- **EXTRACTED DATA**
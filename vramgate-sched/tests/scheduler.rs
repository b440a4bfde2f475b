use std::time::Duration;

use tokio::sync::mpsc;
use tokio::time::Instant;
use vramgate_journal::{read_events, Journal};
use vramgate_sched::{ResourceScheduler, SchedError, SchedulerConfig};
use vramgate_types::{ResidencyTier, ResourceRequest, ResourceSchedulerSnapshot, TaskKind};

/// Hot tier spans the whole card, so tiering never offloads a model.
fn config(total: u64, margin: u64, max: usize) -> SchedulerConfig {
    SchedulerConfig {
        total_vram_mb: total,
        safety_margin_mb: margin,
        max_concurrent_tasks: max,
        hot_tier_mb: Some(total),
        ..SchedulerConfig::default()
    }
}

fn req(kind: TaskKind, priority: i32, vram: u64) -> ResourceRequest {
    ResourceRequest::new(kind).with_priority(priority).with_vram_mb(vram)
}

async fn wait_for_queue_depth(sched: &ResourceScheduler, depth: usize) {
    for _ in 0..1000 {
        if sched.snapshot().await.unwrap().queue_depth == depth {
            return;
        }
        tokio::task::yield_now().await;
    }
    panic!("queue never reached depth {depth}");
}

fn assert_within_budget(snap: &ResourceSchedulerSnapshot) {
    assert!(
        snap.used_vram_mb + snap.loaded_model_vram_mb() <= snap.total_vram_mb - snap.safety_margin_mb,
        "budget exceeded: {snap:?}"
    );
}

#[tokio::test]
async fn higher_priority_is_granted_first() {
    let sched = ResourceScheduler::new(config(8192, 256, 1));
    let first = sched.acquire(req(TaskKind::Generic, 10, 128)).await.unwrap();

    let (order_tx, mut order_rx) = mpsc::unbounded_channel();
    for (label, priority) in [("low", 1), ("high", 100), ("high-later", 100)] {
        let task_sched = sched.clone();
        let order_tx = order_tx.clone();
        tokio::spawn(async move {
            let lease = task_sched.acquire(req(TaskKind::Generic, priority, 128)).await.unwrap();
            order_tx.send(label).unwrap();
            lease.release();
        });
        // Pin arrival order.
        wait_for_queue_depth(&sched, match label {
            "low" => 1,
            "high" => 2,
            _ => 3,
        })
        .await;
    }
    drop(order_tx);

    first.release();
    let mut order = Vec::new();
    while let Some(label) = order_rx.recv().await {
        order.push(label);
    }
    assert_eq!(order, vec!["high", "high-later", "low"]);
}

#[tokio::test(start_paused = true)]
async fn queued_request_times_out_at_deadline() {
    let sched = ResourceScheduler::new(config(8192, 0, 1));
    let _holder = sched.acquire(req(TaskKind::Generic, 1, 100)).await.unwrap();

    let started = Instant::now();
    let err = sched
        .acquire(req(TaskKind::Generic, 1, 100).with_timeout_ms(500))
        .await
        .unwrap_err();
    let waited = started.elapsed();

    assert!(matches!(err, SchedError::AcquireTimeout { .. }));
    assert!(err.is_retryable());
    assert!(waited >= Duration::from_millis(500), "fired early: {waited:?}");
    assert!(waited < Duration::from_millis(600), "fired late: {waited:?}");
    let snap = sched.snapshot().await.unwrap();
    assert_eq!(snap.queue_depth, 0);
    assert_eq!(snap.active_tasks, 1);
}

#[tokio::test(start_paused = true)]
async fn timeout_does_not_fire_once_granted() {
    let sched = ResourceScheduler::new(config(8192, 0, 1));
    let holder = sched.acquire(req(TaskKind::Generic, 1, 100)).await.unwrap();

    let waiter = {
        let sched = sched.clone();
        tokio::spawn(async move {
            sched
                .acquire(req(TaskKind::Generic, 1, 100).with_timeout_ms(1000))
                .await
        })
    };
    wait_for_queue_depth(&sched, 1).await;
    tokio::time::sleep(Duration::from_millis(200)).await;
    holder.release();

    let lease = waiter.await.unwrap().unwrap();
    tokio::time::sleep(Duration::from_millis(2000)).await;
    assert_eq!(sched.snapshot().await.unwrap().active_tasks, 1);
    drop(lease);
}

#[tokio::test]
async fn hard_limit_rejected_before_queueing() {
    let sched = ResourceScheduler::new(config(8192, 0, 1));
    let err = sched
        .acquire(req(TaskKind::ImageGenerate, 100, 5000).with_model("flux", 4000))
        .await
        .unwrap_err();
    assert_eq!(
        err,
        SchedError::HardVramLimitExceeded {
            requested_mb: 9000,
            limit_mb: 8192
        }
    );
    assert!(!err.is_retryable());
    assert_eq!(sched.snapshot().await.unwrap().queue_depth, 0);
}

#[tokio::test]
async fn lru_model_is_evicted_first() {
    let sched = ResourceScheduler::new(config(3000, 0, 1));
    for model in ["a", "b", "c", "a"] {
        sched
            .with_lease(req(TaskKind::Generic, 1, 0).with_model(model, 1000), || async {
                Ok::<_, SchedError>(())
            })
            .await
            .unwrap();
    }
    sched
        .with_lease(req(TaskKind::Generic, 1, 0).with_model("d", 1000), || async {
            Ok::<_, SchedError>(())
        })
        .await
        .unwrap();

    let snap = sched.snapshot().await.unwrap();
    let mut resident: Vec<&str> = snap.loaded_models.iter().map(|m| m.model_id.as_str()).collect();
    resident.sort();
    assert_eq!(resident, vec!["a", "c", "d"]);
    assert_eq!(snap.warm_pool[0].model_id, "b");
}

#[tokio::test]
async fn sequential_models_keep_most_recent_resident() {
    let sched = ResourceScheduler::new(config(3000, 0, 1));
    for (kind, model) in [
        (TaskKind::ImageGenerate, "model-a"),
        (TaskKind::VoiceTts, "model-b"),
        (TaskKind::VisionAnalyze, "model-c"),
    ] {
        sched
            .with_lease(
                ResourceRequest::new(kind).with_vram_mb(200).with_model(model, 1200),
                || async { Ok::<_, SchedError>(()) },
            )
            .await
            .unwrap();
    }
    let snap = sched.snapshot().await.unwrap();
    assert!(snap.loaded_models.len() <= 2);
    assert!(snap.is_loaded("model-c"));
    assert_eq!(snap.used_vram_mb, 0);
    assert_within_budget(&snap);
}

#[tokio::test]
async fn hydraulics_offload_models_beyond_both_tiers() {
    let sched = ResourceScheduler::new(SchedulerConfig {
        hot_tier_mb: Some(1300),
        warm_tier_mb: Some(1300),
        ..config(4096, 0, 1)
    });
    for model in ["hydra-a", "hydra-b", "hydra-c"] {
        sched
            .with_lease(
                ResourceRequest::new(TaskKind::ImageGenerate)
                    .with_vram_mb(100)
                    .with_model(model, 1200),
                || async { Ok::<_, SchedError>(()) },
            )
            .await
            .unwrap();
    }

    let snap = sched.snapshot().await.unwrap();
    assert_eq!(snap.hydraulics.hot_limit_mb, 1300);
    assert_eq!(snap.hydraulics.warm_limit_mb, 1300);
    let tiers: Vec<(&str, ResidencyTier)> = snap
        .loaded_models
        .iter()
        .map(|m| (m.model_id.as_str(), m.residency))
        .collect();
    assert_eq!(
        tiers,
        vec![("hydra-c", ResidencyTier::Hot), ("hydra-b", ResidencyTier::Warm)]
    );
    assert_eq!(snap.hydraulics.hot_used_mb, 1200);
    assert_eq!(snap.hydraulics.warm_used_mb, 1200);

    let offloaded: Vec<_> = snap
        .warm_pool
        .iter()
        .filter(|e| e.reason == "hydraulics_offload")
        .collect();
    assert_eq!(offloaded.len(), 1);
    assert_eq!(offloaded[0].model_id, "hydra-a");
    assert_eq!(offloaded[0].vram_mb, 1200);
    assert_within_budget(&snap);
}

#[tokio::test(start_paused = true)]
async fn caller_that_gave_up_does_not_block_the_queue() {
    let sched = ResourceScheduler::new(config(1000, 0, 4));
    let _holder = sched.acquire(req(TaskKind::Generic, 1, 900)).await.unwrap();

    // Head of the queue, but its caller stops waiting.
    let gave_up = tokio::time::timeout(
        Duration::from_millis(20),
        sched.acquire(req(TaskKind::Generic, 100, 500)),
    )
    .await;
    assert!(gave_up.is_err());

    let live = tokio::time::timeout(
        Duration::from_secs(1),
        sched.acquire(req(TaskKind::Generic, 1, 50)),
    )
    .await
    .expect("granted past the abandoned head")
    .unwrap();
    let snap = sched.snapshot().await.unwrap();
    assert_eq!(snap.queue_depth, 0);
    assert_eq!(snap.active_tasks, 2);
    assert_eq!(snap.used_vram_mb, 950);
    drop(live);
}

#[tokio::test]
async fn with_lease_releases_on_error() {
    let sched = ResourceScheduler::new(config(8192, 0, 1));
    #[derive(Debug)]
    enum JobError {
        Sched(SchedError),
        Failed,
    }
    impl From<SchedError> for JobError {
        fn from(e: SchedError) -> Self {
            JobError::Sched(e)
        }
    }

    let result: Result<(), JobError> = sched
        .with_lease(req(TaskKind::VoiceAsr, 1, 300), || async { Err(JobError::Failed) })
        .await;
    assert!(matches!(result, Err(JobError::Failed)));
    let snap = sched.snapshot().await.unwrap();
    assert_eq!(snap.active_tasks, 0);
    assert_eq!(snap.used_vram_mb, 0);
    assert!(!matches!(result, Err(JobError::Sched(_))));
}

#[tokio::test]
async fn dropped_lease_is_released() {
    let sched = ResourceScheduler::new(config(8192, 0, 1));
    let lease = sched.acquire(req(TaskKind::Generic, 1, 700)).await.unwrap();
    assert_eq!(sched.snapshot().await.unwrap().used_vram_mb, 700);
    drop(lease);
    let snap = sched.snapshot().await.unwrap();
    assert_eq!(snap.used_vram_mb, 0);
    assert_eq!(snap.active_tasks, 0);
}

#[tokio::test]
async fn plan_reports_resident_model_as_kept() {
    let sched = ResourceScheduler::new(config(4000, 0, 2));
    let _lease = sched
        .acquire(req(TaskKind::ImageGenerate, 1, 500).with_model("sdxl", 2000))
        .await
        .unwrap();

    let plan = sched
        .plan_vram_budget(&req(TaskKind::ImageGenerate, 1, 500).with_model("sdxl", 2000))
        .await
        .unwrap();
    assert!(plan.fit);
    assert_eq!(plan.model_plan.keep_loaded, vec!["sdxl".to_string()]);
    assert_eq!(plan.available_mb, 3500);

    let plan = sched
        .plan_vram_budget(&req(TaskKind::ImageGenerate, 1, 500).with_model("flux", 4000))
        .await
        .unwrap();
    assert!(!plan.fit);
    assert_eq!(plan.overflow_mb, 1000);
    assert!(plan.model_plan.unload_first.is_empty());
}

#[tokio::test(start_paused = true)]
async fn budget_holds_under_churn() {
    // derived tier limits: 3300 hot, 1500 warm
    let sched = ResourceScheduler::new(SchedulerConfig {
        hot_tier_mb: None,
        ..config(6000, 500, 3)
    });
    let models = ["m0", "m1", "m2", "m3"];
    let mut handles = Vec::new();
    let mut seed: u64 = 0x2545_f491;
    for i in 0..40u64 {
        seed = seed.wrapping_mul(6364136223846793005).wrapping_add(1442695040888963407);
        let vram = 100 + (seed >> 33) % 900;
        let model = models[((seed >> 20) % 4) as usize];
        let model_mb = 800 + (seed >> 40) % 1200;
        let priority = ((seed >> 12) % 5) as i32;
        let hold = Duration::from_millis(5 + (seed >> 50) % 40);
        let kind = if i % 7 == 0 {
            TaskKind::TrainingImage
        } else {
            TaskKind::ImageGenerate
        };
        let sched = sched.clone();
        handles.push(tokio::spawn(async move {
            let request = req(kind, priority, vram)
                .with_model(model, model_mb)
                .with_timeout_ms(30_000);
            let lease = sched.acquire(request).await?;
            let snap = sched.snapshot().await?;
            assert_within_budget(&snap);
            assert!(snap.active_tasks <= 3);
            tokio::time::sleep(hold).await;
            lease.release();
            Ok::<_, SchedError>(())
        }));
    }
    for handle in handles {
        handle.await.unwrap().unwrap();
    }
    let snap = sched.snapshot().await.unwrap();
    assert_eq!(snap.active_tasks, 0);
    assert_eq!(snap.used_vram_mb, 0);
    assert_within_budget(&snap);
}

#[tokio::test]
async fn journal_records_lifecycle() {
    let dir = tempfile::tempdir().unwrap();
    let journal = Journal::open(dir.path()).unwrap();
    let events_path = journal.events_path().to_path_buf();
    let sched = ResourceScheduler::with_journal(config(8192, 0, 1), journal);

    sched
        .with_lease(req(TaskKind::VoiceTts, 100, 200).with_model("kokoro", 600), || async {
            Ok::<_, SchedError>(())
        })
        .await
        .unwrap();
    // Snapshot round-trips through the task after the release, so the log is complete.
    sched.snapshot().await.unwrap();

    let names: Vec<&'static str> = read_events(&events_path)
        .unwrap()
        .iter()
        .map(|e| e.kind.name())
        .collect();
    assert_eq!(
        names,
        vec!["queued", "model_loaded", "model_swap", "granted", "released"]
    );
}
...
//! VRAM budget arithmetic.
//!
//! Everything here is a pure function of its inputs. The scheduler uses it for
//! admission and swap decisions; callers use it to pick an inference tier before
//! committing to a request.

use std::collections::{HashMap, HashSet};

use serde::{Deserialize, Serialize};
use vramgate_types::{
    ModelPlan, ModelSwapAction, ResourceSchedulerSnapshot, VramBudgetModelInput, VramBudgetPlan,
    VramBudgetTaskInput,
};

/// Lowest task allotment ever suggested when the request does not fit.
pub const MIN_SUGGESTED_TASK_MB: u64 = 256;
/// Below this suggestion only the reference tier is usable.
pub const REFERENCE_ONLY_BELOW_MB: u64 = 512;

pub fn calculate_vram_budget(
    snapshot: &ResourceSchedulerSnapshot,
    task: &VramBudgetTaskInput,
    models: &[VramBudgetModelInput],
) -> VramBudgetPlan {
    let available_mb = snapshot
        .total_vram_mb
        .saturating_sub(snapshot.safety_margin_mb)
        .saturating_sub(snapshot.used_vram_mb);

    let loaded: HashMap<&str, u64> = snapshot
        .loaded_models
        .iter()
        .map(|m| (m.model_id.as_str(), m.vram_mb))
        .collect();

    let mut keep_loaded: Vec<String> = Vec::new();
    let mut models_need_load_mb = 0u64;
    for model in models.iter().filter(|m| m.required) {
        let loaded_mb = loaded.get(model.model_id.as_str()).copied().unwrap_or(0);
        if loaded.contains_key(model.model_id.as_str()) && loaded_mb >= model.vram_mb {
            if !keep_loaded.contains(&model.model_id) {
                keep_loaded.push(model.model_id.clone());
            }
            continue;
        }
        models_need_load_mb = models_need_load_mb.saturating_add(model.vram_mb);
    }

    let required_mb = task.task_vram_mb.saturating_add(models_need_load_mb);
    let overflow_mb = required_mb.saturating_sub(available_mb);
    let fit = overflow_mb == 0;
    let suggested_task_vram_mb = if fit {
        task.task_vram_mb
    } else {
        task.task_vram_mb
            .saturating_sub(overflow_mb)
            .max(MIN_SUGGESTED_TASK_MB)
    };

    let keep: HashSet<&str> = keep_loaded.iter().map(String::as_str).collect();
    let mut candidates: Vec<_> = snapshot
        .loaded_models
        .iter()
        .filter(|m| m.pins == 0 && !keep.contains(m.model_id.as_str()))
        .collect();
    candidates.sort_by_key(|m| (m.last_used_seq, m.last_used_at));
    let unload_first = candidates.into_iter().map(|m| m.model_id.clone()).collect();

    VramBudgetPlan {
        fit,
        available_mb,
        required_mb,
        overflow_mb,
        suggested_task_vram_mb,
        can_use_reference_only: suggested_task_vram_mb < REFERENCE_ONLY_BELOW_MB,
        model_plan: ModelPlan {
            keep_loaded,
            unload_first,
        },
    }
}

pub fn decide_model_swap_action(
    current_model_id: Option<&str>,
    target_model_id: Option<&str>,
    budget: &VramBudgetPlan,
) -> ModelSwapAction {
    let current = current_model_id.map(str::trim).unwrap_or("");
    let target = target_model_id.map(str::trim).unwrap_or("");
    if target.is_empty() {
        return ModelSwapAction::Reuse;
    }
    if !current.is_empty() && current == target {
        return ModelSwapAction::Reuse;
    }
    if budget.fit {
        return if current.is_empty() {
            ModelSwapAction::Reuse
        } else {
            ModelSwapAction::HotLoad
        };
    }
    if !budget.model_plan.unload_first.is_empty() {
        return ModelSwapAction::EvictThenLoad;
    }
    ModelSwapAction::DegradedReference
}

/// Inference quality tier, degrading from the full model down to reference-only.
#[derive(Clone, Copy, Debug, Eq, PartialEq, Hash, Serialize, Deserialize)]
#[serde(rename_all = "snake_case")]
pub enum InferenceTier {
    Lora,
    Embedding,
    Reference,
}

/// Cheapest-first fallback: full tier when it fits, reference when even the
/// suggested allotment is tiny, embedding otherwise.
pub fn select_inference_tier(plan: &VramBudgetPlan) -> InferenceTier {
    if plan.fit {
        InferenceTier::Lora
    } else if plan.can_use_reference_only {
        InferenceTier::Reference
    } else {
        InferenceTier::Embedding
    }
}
--
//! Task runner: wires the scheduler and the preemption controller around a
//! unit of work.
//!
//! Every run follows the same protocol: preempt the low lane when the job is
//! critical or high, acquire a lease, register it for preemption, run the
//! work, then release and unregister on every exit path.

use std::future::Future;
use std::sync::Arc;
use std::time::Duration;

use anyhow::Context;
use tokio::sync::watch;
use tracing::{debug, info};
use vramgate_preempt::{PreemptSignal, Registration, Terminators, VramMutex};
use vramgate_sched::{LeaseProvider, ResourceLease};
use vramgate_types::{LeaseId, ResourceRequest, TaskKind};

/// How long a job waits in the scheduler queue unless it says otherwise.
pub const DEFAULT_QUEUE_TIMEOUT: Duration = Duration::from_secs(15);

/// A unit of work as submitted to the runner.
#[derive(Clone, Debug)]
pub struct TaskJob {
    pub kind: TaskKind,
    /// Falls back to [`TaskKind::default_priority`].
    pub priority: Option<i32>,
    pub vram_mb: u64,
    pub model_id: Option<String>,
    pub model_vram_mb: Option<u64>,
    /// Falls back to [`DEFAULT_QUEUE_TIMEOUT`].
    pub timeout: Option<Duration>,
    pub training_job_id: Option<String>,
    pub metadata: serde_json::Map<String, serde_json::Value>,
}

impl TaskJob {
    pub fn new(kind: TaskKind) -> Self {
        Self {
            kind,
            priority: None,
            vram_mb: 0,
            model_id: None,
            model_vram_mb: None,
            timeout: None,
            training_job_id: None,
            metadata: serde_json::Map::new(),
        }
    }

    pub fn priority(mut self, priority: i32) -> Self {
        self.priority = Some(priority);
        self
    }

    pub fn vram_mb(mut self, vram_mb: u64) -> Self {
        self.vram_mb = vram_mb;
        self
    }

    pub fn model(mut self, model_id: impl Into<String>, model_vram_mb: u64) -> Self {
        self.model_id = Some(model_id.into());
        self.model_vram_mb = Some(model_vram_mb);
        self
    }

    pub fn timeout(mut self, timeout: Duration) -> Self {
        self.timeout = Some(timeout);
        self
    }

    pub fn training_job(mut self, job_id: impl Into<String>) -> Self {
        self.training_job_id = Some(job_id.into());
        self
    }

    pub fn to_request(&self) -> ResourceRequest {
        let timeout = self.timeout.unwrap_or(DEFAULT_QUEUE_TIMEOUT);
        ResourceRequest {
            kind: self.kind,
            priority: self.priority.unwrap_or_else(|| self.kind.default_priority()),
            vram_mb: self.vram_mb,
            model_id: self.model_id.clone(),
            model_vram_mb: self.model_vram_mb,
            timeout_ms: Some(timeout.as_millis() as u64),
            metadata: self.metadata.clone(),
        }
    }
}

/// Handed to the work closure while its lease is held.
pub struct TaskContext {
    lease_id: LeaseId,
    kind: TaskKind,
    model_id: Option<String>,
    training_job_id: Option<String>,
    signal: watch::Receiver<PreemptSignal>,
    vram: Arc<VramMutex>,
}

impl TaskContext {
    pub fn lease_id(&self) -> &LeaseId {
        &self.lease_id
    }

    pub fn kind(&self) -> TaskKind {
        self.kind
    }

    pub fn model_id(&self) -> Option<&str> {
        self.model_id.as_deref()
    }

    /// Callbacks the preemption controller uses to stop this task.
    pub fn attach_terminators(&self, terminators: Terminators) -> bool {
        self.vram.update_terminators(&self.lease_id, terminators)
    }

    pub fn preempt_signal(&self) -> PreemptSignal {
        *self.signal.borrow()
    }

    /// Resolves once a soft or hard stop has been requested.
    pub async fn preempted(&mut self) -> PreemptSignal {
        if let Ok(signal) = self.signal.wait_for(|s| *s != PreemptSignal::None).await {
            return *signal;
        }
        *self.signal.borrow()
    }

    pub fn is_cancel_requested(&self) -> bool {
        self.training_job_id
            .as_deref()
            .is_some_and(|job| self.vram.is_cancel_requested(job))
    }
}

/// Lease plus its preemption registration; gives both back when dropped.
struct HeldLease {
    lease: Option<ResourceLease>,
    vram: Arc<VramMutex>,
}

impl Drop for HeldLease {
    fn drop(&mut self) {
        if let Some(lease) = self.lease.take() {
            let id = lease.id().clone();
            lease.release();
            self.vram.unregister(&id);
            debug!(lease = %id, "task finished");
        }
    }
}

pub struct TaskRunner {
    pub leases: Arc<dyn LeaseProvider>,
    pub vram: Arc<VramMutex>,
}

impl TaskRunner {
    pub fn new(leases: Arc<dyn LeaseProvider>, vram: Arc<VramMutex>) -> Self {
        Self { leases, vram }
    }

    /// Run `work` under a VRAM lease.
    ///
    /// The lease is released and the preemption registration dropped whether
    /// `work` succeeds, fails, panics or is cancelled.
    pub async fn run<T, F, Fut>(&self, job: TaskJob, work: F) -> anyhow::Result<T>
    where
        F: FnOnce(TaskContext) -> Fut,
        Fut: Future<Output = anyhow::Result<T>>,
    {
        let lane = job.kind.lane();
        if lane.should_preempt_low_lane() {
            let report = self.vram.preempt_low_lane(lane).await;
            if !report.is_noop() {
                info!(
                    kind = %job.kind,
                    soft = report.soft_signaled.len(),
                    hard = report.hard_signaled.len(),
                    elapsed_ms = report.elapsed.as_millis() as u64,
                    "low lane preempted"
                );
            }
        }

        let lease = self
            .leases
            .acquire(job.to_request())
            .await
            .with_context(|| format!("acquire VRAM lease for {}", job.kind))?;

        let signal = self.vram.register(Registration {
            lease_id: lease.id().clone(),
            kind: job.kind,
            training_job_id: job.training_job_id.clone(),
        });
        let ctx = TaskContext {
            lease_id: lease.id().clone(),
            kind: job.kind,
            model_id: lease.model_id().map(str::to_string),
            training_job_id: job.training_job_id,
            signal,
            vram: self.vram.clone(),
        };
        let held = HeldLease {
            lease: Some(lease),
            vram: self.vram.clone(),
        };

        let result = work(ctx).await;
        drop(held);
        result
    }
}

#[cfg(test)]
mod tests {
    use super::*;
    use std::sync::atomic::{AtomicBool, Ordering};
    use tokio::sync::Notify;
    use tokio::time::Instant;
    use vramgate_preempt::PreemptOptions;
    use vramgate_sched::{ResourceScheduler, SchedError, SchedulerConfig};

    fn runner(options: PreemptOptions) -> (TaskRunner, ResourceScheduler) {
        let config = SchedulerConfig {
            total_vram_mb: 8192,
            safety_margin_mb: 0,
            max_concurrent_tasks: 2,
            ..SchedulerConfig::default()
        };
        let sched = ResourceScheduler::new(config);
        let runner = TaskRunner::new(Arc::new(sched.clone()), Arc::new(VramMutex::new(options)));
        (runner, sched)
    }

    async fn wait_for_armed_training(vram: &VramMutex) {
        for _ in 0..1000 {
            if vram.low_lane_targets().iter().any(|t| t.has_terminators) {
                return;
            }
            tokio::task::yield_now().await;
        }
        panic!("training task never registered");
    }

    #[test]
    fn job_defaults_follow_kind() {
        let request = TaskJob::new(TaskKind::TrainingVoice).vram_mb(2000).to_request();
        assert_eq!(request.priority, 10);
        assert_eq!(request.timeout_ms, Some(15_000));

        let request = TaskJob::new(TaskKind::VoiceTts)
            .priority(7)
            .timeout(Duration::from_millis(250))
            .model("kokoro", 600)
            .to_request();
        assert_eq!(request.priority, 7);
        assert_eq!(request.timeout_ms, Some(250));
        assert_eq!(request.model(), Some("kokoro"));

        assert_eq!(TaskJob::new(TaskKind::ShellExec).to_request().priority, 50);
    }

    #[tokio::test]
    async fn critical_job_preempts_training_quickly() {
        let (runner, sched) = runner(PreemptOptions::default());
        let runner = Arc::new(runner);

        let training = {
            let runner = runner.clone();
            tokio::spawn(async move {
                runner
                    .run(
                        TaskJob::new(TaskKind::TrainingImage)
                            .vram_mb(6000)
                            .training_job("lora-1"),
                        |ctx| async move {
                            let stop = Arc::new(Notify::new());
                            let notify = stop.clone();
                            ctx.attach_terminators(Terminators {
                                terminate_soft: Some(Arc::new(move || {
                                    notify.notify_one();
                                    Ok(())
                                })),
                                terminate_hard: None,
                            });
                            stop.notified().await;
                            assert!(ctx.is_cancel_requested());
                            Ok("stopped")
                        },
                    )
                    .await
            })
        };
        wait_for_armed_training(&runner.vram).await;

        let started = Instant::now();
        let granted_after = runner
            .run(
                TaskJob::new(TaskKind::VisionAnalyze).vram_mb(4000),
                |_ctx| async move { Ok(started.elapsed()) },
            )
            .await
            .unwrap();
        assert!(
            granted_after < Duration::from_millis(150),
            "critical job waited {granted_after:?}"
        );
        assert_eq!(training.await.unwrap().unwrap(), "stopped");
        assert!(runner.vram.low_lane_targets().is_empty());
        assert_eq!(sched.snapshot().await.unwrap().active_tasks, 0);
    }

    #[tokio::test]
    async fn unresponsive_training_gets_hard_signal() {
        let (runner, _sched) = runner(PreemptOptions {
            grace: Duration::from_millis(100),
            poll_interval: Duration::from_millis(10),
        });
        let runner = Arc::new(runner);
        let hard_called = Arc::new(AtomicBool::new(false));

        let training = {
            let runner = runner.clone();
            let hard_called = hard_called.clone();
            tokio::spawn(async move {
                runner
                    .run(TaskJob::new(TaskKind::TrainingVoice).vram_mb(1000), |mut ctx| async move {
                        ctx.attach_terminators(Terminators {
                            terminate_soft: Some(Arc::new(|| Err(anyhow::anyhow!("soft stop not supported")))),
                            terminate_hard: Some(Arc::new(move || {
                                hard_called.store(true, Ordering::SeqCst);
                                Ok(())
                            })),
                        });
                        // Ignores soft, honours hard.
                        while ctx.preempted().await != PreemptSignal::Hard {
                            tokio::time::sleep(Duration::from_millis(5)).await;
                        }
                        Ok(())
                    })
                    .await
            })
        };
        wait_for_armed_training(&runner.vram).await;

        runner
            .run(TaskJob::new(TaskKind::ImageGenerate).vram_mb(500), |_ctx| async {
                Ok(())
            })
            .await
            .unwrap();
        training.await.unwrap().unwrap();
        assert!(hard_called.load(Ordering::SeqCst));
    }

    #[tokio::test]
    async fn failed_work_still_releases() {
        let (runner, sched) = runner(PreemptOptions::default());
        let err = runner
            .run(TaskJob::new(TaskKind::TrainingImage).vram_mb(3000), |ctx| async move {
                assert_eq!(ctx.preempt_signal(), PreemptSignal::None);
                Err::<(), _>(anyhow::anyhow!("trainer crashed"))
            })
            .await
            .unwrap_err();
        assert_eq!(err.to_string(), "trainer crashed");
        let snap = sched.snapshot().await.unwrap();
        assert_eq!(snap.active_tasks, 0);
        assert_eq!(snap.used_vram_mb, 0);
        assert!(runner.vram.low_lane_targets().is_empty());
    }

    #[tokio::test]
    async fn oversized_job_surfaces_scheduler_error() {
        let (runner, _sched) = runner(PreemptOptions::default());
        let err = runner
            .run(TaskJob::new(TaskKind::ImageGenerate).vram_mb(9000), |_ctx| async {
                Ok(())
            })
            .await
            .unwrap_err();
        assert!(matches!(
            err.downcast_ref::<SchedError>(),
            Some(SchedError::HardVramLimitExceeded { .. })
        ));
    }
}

- **EXERCISE BRIEF**
The required answer is each line of the data in which the word "HardVramLimitExceeded" appears.

- **WRITTEN REPLY**
        SchedError::HardVramLimitExceeded {
            Some(SchedError::HardVramLimitExceeded { .. })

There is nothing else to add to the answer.